Les États-Unis ont plus d’appartements luxueux qu’ils ne peuvent en remplir

L’Amérique connaît une grave pénurie de logements, mais pas pour le type d’appartements que les investisseurs immobiliers ont construit en nombre record.

Le taux national d’inoccupation des appartements multifamiliaux a atteint 8 % au dernier trimestre 2024, soit un niveau plus élevé qu’avant la pandémie. L'augmentation du nombre d'appartements vides semble étrange étant donné que le marché immobilier américain est sous-approvisionné entre 1,5 million et sept millions d'unités, selon les estimations.

Une partie du problème réside dans une mentalité de troupeau qui voit les promoteurs immobiliers s’entasser dans les mêmes villes pour construire les mêmes types de propriétés. Les investisseurs se sont concentrés sur la construction d'unités quatre et cinq étoiles dont le loyer mensuel moyen s'élève à 2 139 $.

Cette stratégie reposait sur de bonnes raisons financières : la hausse des coûts de la construction et des terrains signifie que les promoteurs ont besoin de loyers élevés pour générer des rendements acceptables. Mais le résultat est une surabondance d’appartements haut de gamme qui dépassent le budget de nombreux locataires. Le taux d'inoccupation des logements quatre et cinq étoiles aux États-Unis a atteint 11,4 %, selon les données de CoStar, soit le double du taux des propriétés plus abordables.

Les villes de la Sunbelt ont une offre excédentaire d’appartements haut de gamme plus importante que les marchés côtiers. Les taux d’inoccupation à Austin, au Texas, ont par exemple atteint 15 %. Les propriétaires doivent offrir des concessions généreuses pour persuader les nouveaux locataires d'emménager, comme deux ou trois mois de loyer gratuit sur un bail d'un an. Ces édulcorants ne se traduisent pas par une baisse des loyers faciaux, mais ils représentent des réductions effectives allant jusqu'à 25 %.

Des villes comme Boston et Chicago, que les investisseurs ont largement laissées pour mortes pendant la pandémie, se révèlent plus résilientes. Le taux d'inoccupation de New York est de 2,8 %, ce qui en fait l'un des marchés locatifs les plus serrés du pays, car peu de nouvelles offres ont été construites entre 2021 et 2024. Les loyers augmentent dans de nombreuses autres villes côtières et dans le Midwest, où la construction a été modérée.

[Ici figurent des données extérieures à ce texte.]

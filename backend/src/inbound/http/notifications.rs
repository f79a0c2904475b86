//! Notification handlers: admin fan-out, per-user listing, read flags.

use actix_web::{HttpResponse, get, post, put, web};
use serde::{Deserialize, Serialize};
use tracing::info;

use crate::domain::Error;
use crate::domain::notification::{NotificationView, RecipientParseError, RecipientSpec};
use crate::inbound::http::ApiResult;
use crate::inbound::http::auth::{AuthContext, current_user, require_admin};
use crate::inbound::http::error::map_notification_store_error;
use crate::inbound::http::state::HttpState;
use crate::inbound::http::validation::invalid_recipients_error;

/// Notification send request body. `email` is the raw recipient field: the
/// all-clients alias or a comma-separated address list.
#[derive(Debug, Clone, Deserialize, Serialize, utoipa::ToSchema)]
#[serde(rename_all = "camelCase")]
pub struct CreateNotificationRequest {
    pub email: String,
    pub message: String,
}

/// Number of notification rows a send call produced.
#[derive(Debug, Clone, Serialize, Deserialize, utoipa::ToSchema)]
#[serde(rename_all = "camelCase")]
pub struct CreateNotificationResponse {
    pub created_count: u32,
}

/// Fan a message out to the requested recipients.
///
/// Admin only. The whole batch is one transaction: an unresolvable explicit
/// address creates no rows at all.
#[utoipa::path(
    post,
    path = "/api/v1/manual-notification/create",
    request_body = CreateNotificationRequest,
    responses(
        (status = 201, description = "Notifications created", body = CreateNotificationResponse),
        (status = 400, description = "Invalid recipients or empty message", body = Error),
        (status = 401, description = "Unauthorised", body = Error),
        (status = 403, description = "Caller is not an admin", body = Error),
        (status = 404, description = "A recipient email matched no account", body = Error)
    ),
    tags = ["notifications"],
    operation_id = "createNotification"
)]
#[post("/manual-notification/create")]
pub async fn create_notification(
    state: web::Data<HttpState>,
    auth: AuthContext,
    payload: web::Json<CreateNotificationRequest>,
) -> ApiResult<HttpResponse> {
    let sender = require_admin(&auth, state.users.as_ref()).await?;
    let payload = payload.into_inner();

    let message = payload.message.trim();
    if message.is_empty() {
        return Err(Error::invalid_request("message must not be empty"));
    }
    let recipients = RecipientSpec::parse(&payload.email).map_err(|error| match error {
        RecipientParseError::Empty => invalid_recipients_error("recipient list must not be empty"),
        RecipientParseError::InvalidAddress { address } => {
            invalid_recipients_error(format!("invalid recipient address: {address}"))
        }
    })?;

    let created_count = state
        .notifications
        .create_batch(sender.id(), &recipients, message)
        .await
        .map_err(map_notification_store_error)?;
    info!(sender_id = %sender.id(), created_count, "notification batch created");
    Ok(HttpResponse::Created().json(CreateNotificationResponse { created_count }))
}

/// List every notification the caller sent or received.
#[utoipa::path(
    get,
    path = "/api/v1/manual-notification",
    responses(
        (status = 200, description = "Notifications involving the caller", body = [NotificationView]),
        (status = 401, description = "Unauthorised", body = Error)
    ),
    tags = ["notifications"],
    operation_id = "listNotifications"
)]
#[get("/manual-notification")]
pub async fn list_notifications(
    state: web::Data<HttpState>,
    auth: AuthContext,
) -> ApiResult<web::Json<Vec<NotificationView>>> {
    let user = current_user(&auth, state.users.as_ref()).await?;
    let views = state
        .notifications
        .list_for(user.id())
        .await
        .map_err(map_notification_store_error)?;
    Ok(web::Json(views))
}

/// Read-flag update request body.
#[derive(Debug, Clone, Deserialize, Serialize, utoipa::ToSchema)]
#[serde(rename_all = "camelCase")]
pub struct MarkReadRequest {
    pub is_read: bool,
}

/// Set or clear the read flag on one notification.
///
/// Only the recipient may flip the flag; the sender gets a 403 like anyone
/// else.
#[utoipa::path(
    put,
    path = "/api/v1/manual-notification/{id}/read",
    params(("id" = i64, Path, description = "Notification id")),
    request_body = MarkReadRequest,
    responses(
        (status = 200, description = "Flag updated"),
        (status = 401, description = "Unauthorised", body = Error),
        (status = 403, description = "Caller is not the recipient", body = Error),
        (status = 404, description = "No such notification", body = Error)
    ),
    tags = ["notifications"],
    operation_id = "markNotificationRead"
)]
#[put("/manual-notification/{id}/read")]
pub async fn mark_notification_read(
    state: web::Data<HttpState>,
    auth: AuthContext,
    path: web::Path<i64>,
    payload: web::Json<MarkReadRequest>,
) -> ApiResult<HttpResponse> {
    let user = current_user(&auth, state.users.as_ref()).await?;
    state
        .notifications
        .mark_read(path.into_inner(), user.id(), payload.is_read)
        .await
        .map_err(map_notification_store_error)?;
    Ok(HttpResponse::Ok().finish())
}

Les villes qui ont été vidées ces dernières années par le travail hybride commencent à se redresser. Le propriétaire d'un appartement, Equity Residential, a déclaré lors de son dernier appel aux résultats qu'il avait remarqué que la demande de location dans le centre-ville de Seattle s'était améliorée depuis qu'Amazon a ordonné aux travailleurs de retourner au bureau cinq jours par semaine. L'entreprise semblait optimiste quant à sa capacité à augmenter les loyers à San Francisco cette année.

Les propriétaires devraient gagner beaucoup d’argent sur le marché immobilier actuel. Le coût d’un prêt hypothécaire à taux fixe sur 30 ans est à nouveau proche de 7 %, laissant l’accession à la propriété hors de portée pour de nombreux Américains.

Le paiement mensuel de l'hypothèque et les frais d'entretien d'une première maison sont de 1 091 $ de plus que le coût de location de la même propriété, selon John Burns Research and Consulting. Historiquement, la prime entre la propriété et la location a été de 233 $, ce qui oblige davantage de personnes à louer plus longtemps.

La construction de nouveaux appartements haut de gamme ralentit à mesure que les promoteurs freinent jusqu'à ce que l'excédent existant soit résorbé. Mais il n’y a pas eu d’augmentation de la construction du type de logements qui est réellement demandé. Au cours du dernier trimestre 2024, seules 6 700 unités avec un loyer mensuel moyen de 1 332 $ étaient en construction dans tout le pays, contre près d'un demi-million d'appartements haut de gamme, selon les données de CoStar.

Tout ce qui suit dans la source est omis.